▶ Prompt:
Check each line of the listing for the word "candidate" and report how many lines contain it, giving nothing but the number.

▶ The data:
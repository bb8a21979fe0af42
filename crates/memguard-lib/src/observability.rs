//! Prometheus metrics for the guardian
//!
//! Metrics hang off an explicit [`prometheus::Registry`] owned by the
//! process, not the default global registry, so independent engines (and
//! tests) never collide on registration.

use prometheus::{
    Histogram, HistogramOpts, IntCounter, IntCounterVec, IntGaugeVec, Opts, Registry,
};

/// Cycle-duration histogram buckets (in seconds).
const CYCLE_BUCKETS: &[f64] = &[0.05, 0.1, 0.25, 0.5, 1.0, 2.5, 5.0, 10.0, 30.0];

/// Handle to the guardian's metrics, shared between the engine and the
/// exposition endpoint.
pub struct GuardMetrics {
    registry: Registry,
    config_limits: IntGaugeVec,
    deleted_pods: IntCounterVec,
    cycle_seconds: Histogram,
    cycle_errors: IntCounter,
}

impl GuardMetrics {
    /// Build the metric set on a fresh registry.
    pub fn new() -> Result<Self, prometheus::Error> {
        Self::with_registry(Registry::new())
    }

    /// Build the metric set on a caller-supplied registry.
    pub fn with_registry(registry: Registry) -> Result<Self, prometheus::Error> {
        let config_limits = IntGaugeVec::new(
            Opts::new(
                "memguard_config_limits",
                "Containers with a declared memory ceiling, by namespace",
            ),
            &["namespace"],
        )?;
        registry.register(Box::new(config_limits.clone()))?;

        let deleted_pods = IntCounterVec::new(
            Opts::new(
                "memguard_deleted_pod_total",
                "Total pods deleted since start, by namespace and owning controller",
            ),
            &["namespace", "owner"],
        )?;
        registry.register(Box::new(deleted_pods.clone()))?;

        let cycle_seconds = Histogram::with_opts(
            HistogramOpts::new("memguard_cycle_seconds", "Reconciliation cycle duration")
                .buckets(CYCLE_BUCKETS.to_vec()),
        )?;
        registry.register(Box::new(cycle_seconds.clone()))?;

        let cycle_errors = IntCounter::new(
            "memguard_cycle_errors_total",
            "Reconciliation cycles aborted by an error",
        )?;
        registry.register(Box::new(cycle_errors.clone()))?;

        Ok(Self {
            registry,
            config_limits,
            deleted_pods,
            cycle_seconds,
            cycle_errors,
        })
    }

    /// Registry backing these metrics, for the exposition endpoint.
    pub fn registry(&self) -> &Registry {
        &self.registry
    }

    /// Drop all per-namespace monitored counts before a cycle recomputes
    /// them, so namespaces that lost their annotations disappear.
    pub fn reset_monitored(&self) {
        self.config_limits.reset();
    }

    /// Set the monitored-container count for one namespace.
    pub fn set_monitored(&self, namespace: &str, count: i64) {
        self.config_limits.with_label_values(&[namespace]).set(count);
    }

    /// Count one deleted pod.
    pub fn inc_deleted(&self, namespace: &str, owner: &str) {
        self.deleted_pods.with_label_values(&[namespace, owner]).inc();
    }

    /// Current value of the deletion counter for one namespace and owner.
    pub fn deleted_total(&self, namespace: &str, owner: &str) -> u64 {
        self.deleted_pods.with_label_values(&[namespace, owner]).get()
    }

    /// Record one cycle's wall-clock duration.
    pub fn observe_cycle(&self, seconds: f64) {
        self.cycle_seconds.observe(seconds);
    }

    /// Count one failed cycle.
    pub fn inc_cycle_errors(&self) {
        self.cycle_errors.inc();
    }
}
//! Eviction gating
//!
//! Deleting a pod is only safe when its controller can absorb the loss:
//! every sibling replica must be ready, and a controller gets at most one
//! eviction per cycle. The policy is deliberately conservative; a denied
//! candidate is simply reconsidered on a later cycle.

use crate::client::ClusterStateClient;
use crate::models::{ControllerId, ControllerKind, PodMeta};
use std::collections::HashSet;
use std::fmt;
use std::sync::Arc;
use tracing::{debug, warn};

/// Stand-in for an absent desired-replica count. With ready defaulting to 0,
/// an absent desired count blocks eviction unless the controller reports an
/// equally absurd ready count.
pub const EXPECTED_REPLICAS_SENTINEL: i32 = i32::MAX;

/// Outcome of a policy check for one eviction candidate.
#[derive(Debug, Clone, PartialEq, Eq)]
pub enum Decision {
    /// Eviction may proceed; the caller must record the controller as used
    /// this cycle and issue the deletion.
    Approve(ControllerId),
    Deny(DenyReason),
}

#[derive(Debug, Clone, PartialEq, Eq)]
pub enum DenyReason {
    /// The pod has no owning controller, so nothing would recreate it.
    NoController,
    /// The controller already had a pod evicted this cycle.
    ControllerAlreadyUsed,
    /// Controller status could not be fetched (unsupported kind, vanished
    /// object, or transport failure).
    StatusUnavailable,
    /// Not all sibling replicas are ready.
    UnreadySiblings { ready: i32, expected: i32 },
}

impl fmt::Display for DenyReason {
    fn fmt(&self, f: &mut fmt::Formatter<'_>) -> fmt::Result {
        match self {
            DenyReason::NoController => write!(f, "no-controller"),
            DenyReason::ControllerAlreadyUsed => {
                write!(f, "controller-already-used-this-cycle")
            }
            DenyReason::StatusUnavailable => write!(f, "status-unavailable"),
            DenyReason::UnreadySiblings { ready, expected } => {
                write!(f, "unready-siblings ({ready}/{expected} ready)")
            }
        }
    }
}

/// Gate deciding whether a candidate eviction may proceed this cycle.
pub struct EvictionPolicy {
    client: Arc<dyn ClusterStateClient>,
}

impl EvictionPolicy {
    pub fn new(client: Arc<dyn ClusterStateClient>) -> Self {
        Self { client }
    }

    /// Check one candidate against the availability gates.
    ///
    /// `used_controllers` is the cycle-scoped set of controllers that have
    /// already had an eviction approved.
    pub async fn may_evict(
        &self,
        meta: &PodMeta,
        used_controllers: &HashSet<ControllerId>,
    ) -> Decision {
        let Some(owner) = meta.controller() else {
            debug!(
                namespace = %meta.namespace,
                pod = %meta.name,
                "Pod has no owning controller, cannot be evicted"
            );
            return Decision::Deny(DenyReason::NoController);
        };
        let controller = ControllerId::new(owner, &meta.namespace);
        if used_controllers.contains(&controller) {
            debug!(
                %controller,
                namespace = %meta.namespace,
                pod = %meta.name,
                "Controller already had a pod evicted this cycle"
            );
            return Decision::Deny(DenyReason::ControllerAlreadyUsed);
        }

        let kind = ControllerKind::from_kind(&owner.kind);
        let status = match self
            .client
            .fetch_controller_status(kind, &owner.name, &meta.namespace)
            .await
        {
            Ok(Some(status)) => status,
            Ok(None) => {
                debug!(%controller, "No status available for controller kind");
                return Decision::Deny(DenyReason::StatusUnavailable);
            }
            Err(err) => {
                warn!(%controller, error = %err, "Failed to fetch controller status");
                return Decision::Deny(DenyReason::StatusUnavailable);
            }
        };

        let ready = status.ready_replicas.unwrap_or(0);
        let expected = status.desired_replicas.unwrap_or(EXPECTED_REPLICAS_SENTINEL);
        if ready < expected {
            warn!(
                %controller,
                ready,
                expected,
                "Controller may have unready siblings, pod will not be deleted"
            );
            return Decision::Deny(DenyReason::UnreadySiblings { ready, expected });
        }

        Decision::Approve(controller)
    }
}
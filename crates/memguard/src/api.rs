//! HTTP API for health checks and Prometheus metrics

use axum::{extract::State, http::StatusCode, response::IntoResponse, routing::get, Router};
use memguard_lib::GuardMetrics;
use prometheus::{Encoder, TextEncoder};
use std::sync::Arc;
use tracing::info;

/// Shared application state
#[derive(Clone)]
pub struct AppState {
    pub metrics: Arc<GuardMetrics>,
}

impl AppState {
    pub fn new(metrics: Arc<GuardMetrics>) -> Self {
        Self { metrics }
    }
}

/// Liveness probe; the process either serves cycles or has exited.
async fn healthz() -> impl IntoResponse {
    (StatusCode::OK, "ok")
}

/// Prometheus metrics endpoint, encoding the engine's explicit registry.
async fn metrics(State(state): State<Arc<AppState>>) -> impl IntoResponse {
    let encoder = TextEncoder::new();
    let metric_families = state.metrics.registry().gather();
    let mut buffer = Vec::new();

    encoder.encode(&metric_families, &mut buffer).unwrap();

    (
        StatusCode::OK,
        [("content-type", "text/plain; charset=utf-8")],
        buffer,
    )
}

/// Create the API router
pub fn create_router(state: Arc<AppState>) -> Router {
    Router::new()
        .route("/healthz", get(healthz))
        .route("/metrics", get(metrics))
        .with_state(state)
}

/// Start the API server
pub async fn serve(port: u16, state: Arc<AppState>) -> anyhow::Result<()> {
    let app = create_router(state);

    let addr = format!("0.0.0.0:{}", port);
    info!(addr = %addr, "Starting metrics exporter");

    let listener = tokio::net::TcpListener::bind(&addr).await?;
    axum::serve(listener, app).await?;

    Ok(())
}
use thiserror::Error;

#[derive(Error, Debug)]
pub enum TinyDbError {
    #[error("invalid key: {0}")]
    Validation(String),

    #[error("malformed line {line}: {content:?} has no '=' separator")]
    Parse { line: usize, content: String },

    #[error("key {key:?}: cannot parse {raw:?} as {kind}")]
    Format {
        key: String,
        raw: String,
        kind: &'static str,
    },

    #[error("I/O error: {0}")]
    Io(String),
}

pub type Result<T> = std::result::Result<T, TinyDbError>;
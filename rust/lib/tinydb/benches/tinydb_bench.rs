use criterion::{Criterion, black_box, criterion_group, criterion_main};
use tempfile::TempDir;

use openerp_tinydb::{MemoryFs, StoreConfig, TinyDb, codec};

fn manual_config() -> StoreConfig {
    StoreConfig {
        auto_save: false,
        ..StoreConfig::new("/bench", "bench")
    }
}

fn bench_escape(c: &mut Criterion) {
    let value = "path=/var/lib<eq>\r\nnext line<lf>".repeat(8);

    c.bench_function("escape_unescape", |b| {
        b.iter(|| {
            let encoded = codec::escape(black_box(value.as_str()));
            codec::unescape(black_box(encoded.as_str()))
        });
    });
}

fn bench_set_in_memory(c: &mut Criterion) {
    let mut db = TinyDb::open_with(MemoryFs::new(), &manual_config()).unwrap();

    c.bench_function("set_int", |b| {
        let mut i = 0i64;
        b.iter(|| {
            let key = format!("bench.key.{}", i % 1000);
            db.set(black_box(key.as_str()), &i).unwrap();
            i += 1;
        });
    });
}

fn bench_get(c: &mut Criterion) {
    let mut db = TinyDb::open_with(MemoryFs::new(), &manual_config()).unwrap();

    // Pre-populate.
    for i in 0..1000 {
        let key = format!("bench.key.{:04}", i);
        db.set_array(&key, &[i, i + 1, i + 2]).unwrap();
    }

    c.bench_function("get_int_array", |b| {
        let mut i = 0i64;
        b.iter(|| {
            let key = format!("bench.key.{:04}", i % 1000);
            let _ = db.get_int_array(black_box(key.as_str())).unwrap();
            i += 1;
        });
    });
}

fn bench_save_to_disk(c: &mut Criterion) {
    let tmp = TempDir::new().unwrap();
    let mut db = TinyDb::open(tmp.path(), "bench").unwrap();
    db.set_auto_save(false).unwrap();

    for i in 0..1000 {
        let key = format!("bench.key.{:04}", i);
        db.set(&key, "hello world").unwrap();
    }

    c.bench_function("save_1000", |b| {
        let mut i = 0i64;
        b.iter(|| {
            db.set("bench.counter", &i).unwrap();
            db.save().unwrap();
            i += 1;
        });
    });
}

criterion_group!(
    benches,
    bench_escape,
    bench_set_in_memory,
    bench_get,
    bench_save_to_disk,
);
criterion_main!(benches);
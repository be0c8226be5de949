use std::fs;

use openerp_tinydb::{LINE_SEPARATOR, StoreConfig, TinyDb, TinyDbError};

#[test]
fn set_persists_to_disk() {
    let dir = tempfile::tempdir().unwrap();
    let mut db = TinyDb::open(dir.path(), "settings").unwrap();
    db.set("name", "a=b\nc").unwrap();
    db.set("volume", &7).unwrap();

    let text = fs::read_to_string(dir.path().join("settings.tinydb")).unwrap();
    assert_eq!(
        text,
        format!("name=a<eq>b<lf>c{0}volume=7{0}", LINE_SEPARATOR)
    );
    assert!(!dir.path().join("settings.tmp").exists());

    let db = TinyDb::open(dir.path(), "settings").unwrap();
    assert_eq!(db.get_str("name").unwrap().as_deref(), Some("a=b\nc"));
    assert_eq!(db.get_int("volume").unwrap(), Some(7));
}

#[test]
fn save_creates_missing_directories() {
    let dir = tempfile::tempdir().unwrap();
    let base = dir.path().join("nested").join("state");
    let mut db = TinyDb::open(&base, "app").unwrap();
    assert!(!base.exists());

    db.set_array("recent", &["one", "two,three"]).unwrap();
    assert!(base.join("app.tinydb").is_file());
}

#[test]
fn reload_sees_external_edit() {
    let dir = tempfile::tempdir().unwrap();
    let mut db = TinyDb::open(dir.path(), "app").unwrap();
    db.set("x", &1).unwrap();
    db.set("y", &2).unwrap();

    fs::write(dir.path().join("app.tinydb"), "y=2\n").unwrap();
    db.reload().unwrap();
    assert_eq!(db.get_int("x").unwrap(), None);
    assert_eq!(db.get_int("y").unwrap(), Some(2));
}

#[test]
fn malformed_file_fails_to_open() {
    let dir = tempfile::tempdir().unwrap();
    fs::write(dir.path().join("app.tinydb"), "ok=1\nno separator here\n").unwrap();
    let err = TinyDb::open(dir.path(), "app").unwrap_err();
    assert!(matches!(err, TinyDbError::Parse { line: 2, .. }));
}

#[test]
fn manual_save_from_config() {
    let dir = tempfile::tempdir().unwrap();
    let config = StoreConfig {
        auto_save: false,
        ..StoreConfig::new(dir.path(), "manual")
    };
    let path = config.resolve_path();

    let mut db = TinyDb::from_config(&config).unwrap();
    db.transaction(|tx| {
        tx.set("a", &true)?;
        tx.set("b", &2.5f64)?;
        Ok(())
    })
    .unwrap();
    assert!(!path.exists());

    db.save().unwrap();
    let reopened = TinyDb::from_config(&config).unwrap();
    assert_eq!(reopened.get_bool("a").unwrap(), Some(true));
    assert_eq!(reopened.get_double("b").unwrap(), Some(2.5));
}

#[test]
fn save_replaces_existing_file() {
    let dir = tempfile::tempdir().unwrap();
    let mut db = TinyDb::open(dir.path(), "app").unwrap();
    db.set("a", &1).unwrap();
    db.remove("a").unwrap();
    db.set("b", &2).unwrap();

    let text = fs::read_to_string(db.path()).unwrap();
    assert_eq!(text, format!("b=2{}", LINE_SEPARATOR));
}
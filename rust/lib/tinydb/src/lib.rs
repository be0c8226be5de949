pub mod codec;
pub mod config;
pub mod error;
pub mod file;
pub mod memory;
pub mod store;
pub mod traits;

pub use codec::{Encode, Scalar};
pub use config::StoreConfig;
pub use error::{Result, TinyDbError};
pub use file::LocalFs;
pub use memory::MemoryFs;
pub use store::{LINE_SEPARATOR, TinyDb};
pub use traits::FileSystem;
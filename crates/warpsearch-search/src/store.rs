//! Labelled training sequences.

use std::fmt;

use warpsearch_dtw::{TimeSeries, TimeSeriesView};

use crate::error::SearchError;

/// A class label. Wraps a zero-based class index.
#[derive(Debug, Clone, Copy, PartialEq, Eq, PartialOrd, Ord, Hash)]
pub struct ClassLabel(usize);

impl ClassLabel {
    /// Create a label from a zero-based class index.
    #[must_use]
    pub fn new(index: usize) -> Self {
        Self(index)
    }

    /// Return the zero-based class index.
    #[must_use]
    pub fn index(self) -> usize {
        self.0
    }
}

impl fmt::Display for ClassLabel {
    fn fmt(&self, f: &mut fmt::Formatter<'_>) -> fmt::Result {
        write!(f, "{}", self.0)
    }
}

/// Immutable training set. Sequence `i` keeps index `i` for the lifetime of the store.
#[derive(Debug, Clone)]
pub struct SequenceStore {
    series: Vec<TimeSeries>,
    labels: Vec<ClassLabel>,
    n_classes: usize,
}

impl SequenceStore {
    /// Pair series with their labels.
    ///
    /// # Errors
    ///
    /// | Variant | Condition |
    /// |---|---|
    /// | [`SearchError::LabelCountMismatch`] | `series.len() != labels.len()` |
    /// | [`SearchError::TooFewSequences`] | `series` is empty |
    pub fn new(series: Vec<TimeSeries>, labels: Vec<ClassLabel>) -> Result<Self, SearchError> {
        if series.len() != labels.len() {
            return Err(SearchError::LabelCountMismatch {
                n_series: series.len(),
                n_labels: labels.len(),
            });
        }
        if series.is_empty() {
            return Err(SearchError::TooFewSequences {
                found: 0,
                required: 1,
            });
        }
        let n_classes = labels.iter().map(|l| l.index() + 1).max().unwrap_or(0);
        Ok(Self {
            series,
            labels,
            n_classes,
        })
    }

    /// Return the number of sequences.
    #[must_use]
    pub fn len(&self) -> usize {
        self.series.len()
    }

    /// Always `false` for a constructed store.
    #[must_use]
    pub fn is_empty(&self) -> bool {
        self.series.is_empty()
    }

    /// Borrow sequence `index`.
    #[must_use]
    pub fn view(&self, index: usize) -> TimeSeriesView<'_> {
        self.series[index].as_view()
    }

    /// Return all sequences.
    #[must_use]
    pub fn series(&self) -> &[TimeSeries] {
        &self.series
    }

    /// Return the label of sequence `index`.
    #[must_use]
    pub fn label(&self, index: usize) -> ClassLabel {
        self.labels[index]
    }

    /// Return all labels.
    #[must_use]
    pub fn labels(&self) -> &[ClassLabel] {
        &self.labels
    }

    /// Return the number of classes (largest label index plus one).
    #[must_use]
    pub fn n_classes(&self) -> usize {
        self.n_classes
    }

    /// Return the length of the longest sequence.
    #[must_use]
    pub fn max_len(&self) -> usize {
        self.series.iter().map(TimeSeries::len).max().unwrap_or(0)
    }

    /// Return the first sequence whose length differs from sequence 0, if any.
    #[must_use]
    pub fn first_length_mismatch(&self) -> Option<(usize, usize)> {
        let expected = self.series[0].len();
        self.series
            .iter()
            .enumerate()
            .find(|(_, s)| s.len() != expected)
            .map(|(i, s)| (i, s.len()))
    }

    /// Consume the store and return its series and labels.
    #[must_use]
    pub fn into_parts(self) -> (Vec<TimeSeries>, Vec<ClassLabel>) {
        (self.series, self.labels)
    }
}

▶ Exercise solution:
4